Bains des Pâquis, Genève / ©Gilles Viandier
Le MEG, Genève
Et puis ça y est, le moment le plus attendu de ce week-end sonne enfin et le brouhaha de l’impatience résonne dans tout le hall du Victoria. La salle de concert est aussi splendide que pleine à craquer et un frisson électrise tout le public à l’entrée de l’un des plus grands génies de la musique contemporaine, Philip Glass. Entouré de son ensemble, le maestro interprète sous nos yeux sa BO composée en 1982 pour le film produit par Francis Ford Coppola, Koyaanisqatsi. Parfaitement exécutée, l’œuvre sonore nous prend immédiatement aux tripes, nous faisant basculer dans une dimension surréaliste faite de microprocesseurs, de timelapse, de béton et de plans lunaires. La puissance du film sur grand écran couplé à l’orchestration de Glass nous sature de sensations, comme un grand-huit de 87 minutes en pleine exosphère. Le Victoria Hall n’existe plus, Genève est loin, très loin, et l’Antigel nous offre l’un des plus grands frissons de notre vie. Ovation générale pendant au moins six heures et demi. Même sur la route qui nous mène à l’Alhambra – où nous retrouverons Tortoise –, notre rythme cardiaque ne trouve aucun repos.
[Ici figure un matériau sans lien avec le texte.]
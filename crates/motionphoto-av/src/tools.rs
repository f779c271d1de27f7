//! External tool detection.

use crate::{Error, Result};
use std::path::{Path, PathBuf};
use std::process::Command;

/// Frame extractor executable.
pub const FFMPEG: &str = "ffmpeg";
/// Metadata dump executable.
pub const EXIFTOOL: &str = "exiftool";

/// Information about an external tool.
#[derive(Debug, Clone)]
pub struct ToolInfo {
    /// Name of the tool.
    pub name: String,
    /// Whether the tool is available.
    pub available: bool,
    /// Version string if available.
    pub version: Option<String>,
    /// Path to the tool executable.
    pub path: Option<PathBuf>,
}

/// Check if a tool is available using the given version argument.
///
/// # Example
///
/// ```no_run
/// use motionphoto_av::check_tool;
///
/// let info = check_tool("exiftool", "-ver");
/// if info.available {
///     println!("exiftool version: {:?}", info.version);
/// }
/// ```
pub fn check_tool(name: &str, version_arg: &str) -> ToolInfo {
    match Command::new(name).arg(version_arg).output() {
        Ok(output) if output.status.success() => ToolInfo {
            name: name.to_string(),
            available: true,
            version: String::from_utf8_lossy(&output.stdout)
                .lines()
                .next()
                .map(|s| s.trim().to_string()),
            path: which::which(name).ok(),
        },
        _ => ToolInfo {
            name: name.to_string(),
            available: false,
            version: None,
            path: None,
        },
    }
}

/// Check the tools the encoder and verifier shell out to.
pub fn check_tools() -> Vec<ToolInfo> {
    vec![check_tool(FFMPEG, "-version"), check_tool(EXIFTOOL, "-ver")]
}

/// Require that a tool is available on PATH, returning its path.
pub fn require_tool(name: &str) -> Result<PathBuf> {
    which::which(name).map_err(|_| Error::tool_not_found(name))
}

/// Get the path to a tool, preferring a configured path over PATH lookup.
///
/// A configured path that does not exist is an error rather than a silent
/// fallback to PATH.
pub fn get_tool_path(name: &str, config_path: Option<&Path>) -> Result<PathBuf> {
    match config_path {
        Some(path) if path.exists() => Ok(path.to_path_buf()),
        Some(path) => Err(Error::tool_not_found(format!(
            "{name} (configured at {})",
            path.display()
        ))),
        None => require_tool(name),
    }
}
//! Caller-facing errors for the encode, verify and extract pipelines.

use motionphoto_container::ErrorKind;
use std::fmt;
use std::path::PathBuf;

pub type Result<T> = std::result::Result<T, Error>;

/// Pipeline stage an error occurred in.
#[derive(Debug, Clone, Copy, PartialEq, Eq)]
pub enum Step {
    ReadInput,
    PrepareScratch,
    ExtractFrame,
    Assemble,
    WriteOutput,
    DumpMetadata,
    Decode,
}

impl Step {
    pub fn as_str(&self) -> &'static str {
        match self {
            Step::ReadInput => "read input",
            Step::PrepareScratch => "prepare scratch directory",
            Step::ExtractFrame => "extract cover frame",
            Step::Assemble => "assemble motion photo",
            Step::WriteOutput => "write output",
            Step::DumpMetadata => "dump metadata",
            Step::Decode => "decode motion photo",
        }
    }
}

impl fmt::Display for Step {
    fn fmt(&self, f: &mut fmt::Formatter<'_>) -> fmt::Result {
        f.write_str(self.as_str())
    }
}

#[derive(Debug, thiserror::Error)]
pub enum Error {
    /// A lower-level failure tagged with the stage that hit it.
    #[error("{step} failed: {source}")]
    Step {
        step: Step,
        #[source]
        source: Box<Error>,
    },

    #[error("invalid input: {0}")]
    InvalidInput(String),

    #[error("file not found: {}", path.display())]
    NotFound { path: PathBuf },

    #[error("I/O error on {}: {source}", path.display())]
    Io {
        path: PathBuf,
        #[source]
        source: std::io::Error,
    },

    #[error(transparent)]
    Container(#[from] motionphoto_container::Error),

    #[error(transparent)]
    Tool(#[from] motionphoto_av::Error),
}

impl Error {
    pub fn invalid_input(msg: impl Into<String>) -> Self {
        Self::InvalidInput(msg.into())
    }

    /// Map an I/O error on `path`, treating a missing file as bad input.
    pub fn io(path: impl Into<PathBuf>, source: std::io::Error) -> Self {
        let path = path.into();
        if source.kind() == std::io::ErrorKind::NotFound {
            Self::NotFound { path }
        } else {
            Self::Io { path, source }
        }
    }

    /// Wrap errors produced during `step`, for use with `map_err`.
    pub fn during<E: Into<Error>>(step: Step) -> impl FnOnce(E) -> Error {
        move |e| Error::Step {
            step,
            source: Box::new(e.into()),
        }
    }

    /// The innermost stage, if the error was tagged with one.
    pub fn step(&self) -> Option<Step> {
        match self {
            Error::Step { step, .. } => Some(*step),
            _ => None,
        }
    }

    pub fn kind(&self) -> ErrorKind {
        match self {
            Error::Step { source, .. } => source.kind(),
            Error::InvalidInput(_) | Error::NotFound { .. } => ErrorKind::InvalidInput,
            Error::Io { .. } => ErrorKind::IoFailure,
            Error::Container(e) => e.kind(),
            Error::Tool(e) => e.kind(),
        }
    }
}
Philip Glass @ Victoria Hall – Antigel Festival / @Aude Haenni
Peut-être que notre appréciation fut biaisée par le tourbillon Koyaanisqatsi qui précédait, peut-être que le son de la sublime salle classée monument historique n’était pas tout à fait au point pour les Chicagoans, peut-être que l’ambition d’un live où trop de genres musicaux se croisent était trop grande, le fait est que Tortoise n’a pas réussi à nous convaincre, malgré des chemises bien trempées lors du salut final.
Alhambra – Antigel Festival / ©amdo photo
De retour au Grand Central pour la dernière soirée au quartier de l’Etang, Cassy, Fred P et Shanti Celeste portent haut le drapeau de la house nation dans la même ambiance voluptueusement déchaînée que la veille. Au bar, nous croisons Eric Linder, co-directeur, directeur artistique et programmateur musique du festival, puis soudain tout s’explique. Discutez quelques minutes avec cet homme et vous comprendrez alors d’où proviennent cette énergie, cette ouverture d’esprit qui rayonne de chacun des événements d’Antigel. Enième projet culturel de ce musicien d’origine (le groupe de rock psyché The Sunfast, c’est le sien), les choix artistiques découlent naturellement de son amour de la musique, mais surtout de son imagination sans limite qui le pousse à mettre sur pied des choses quasi impossibles : « Et pourquoi pas faire réinterpréter l’œuvre d’Aphex Twin par des musiciens classiques ? » rêve-t-il pour l’année prochaine.
Grand Central – Antigel Festival / ©Ioan Nicolau
Cet homme est fou, son festival aussi, et c’est ce qui fait l’exception d’Antigel qui aura réuni le chiffre record de 45 000 personnes sur deux semaines pour sa sixième édition. C’est certain, les billets pour la septième sont déjà réservés.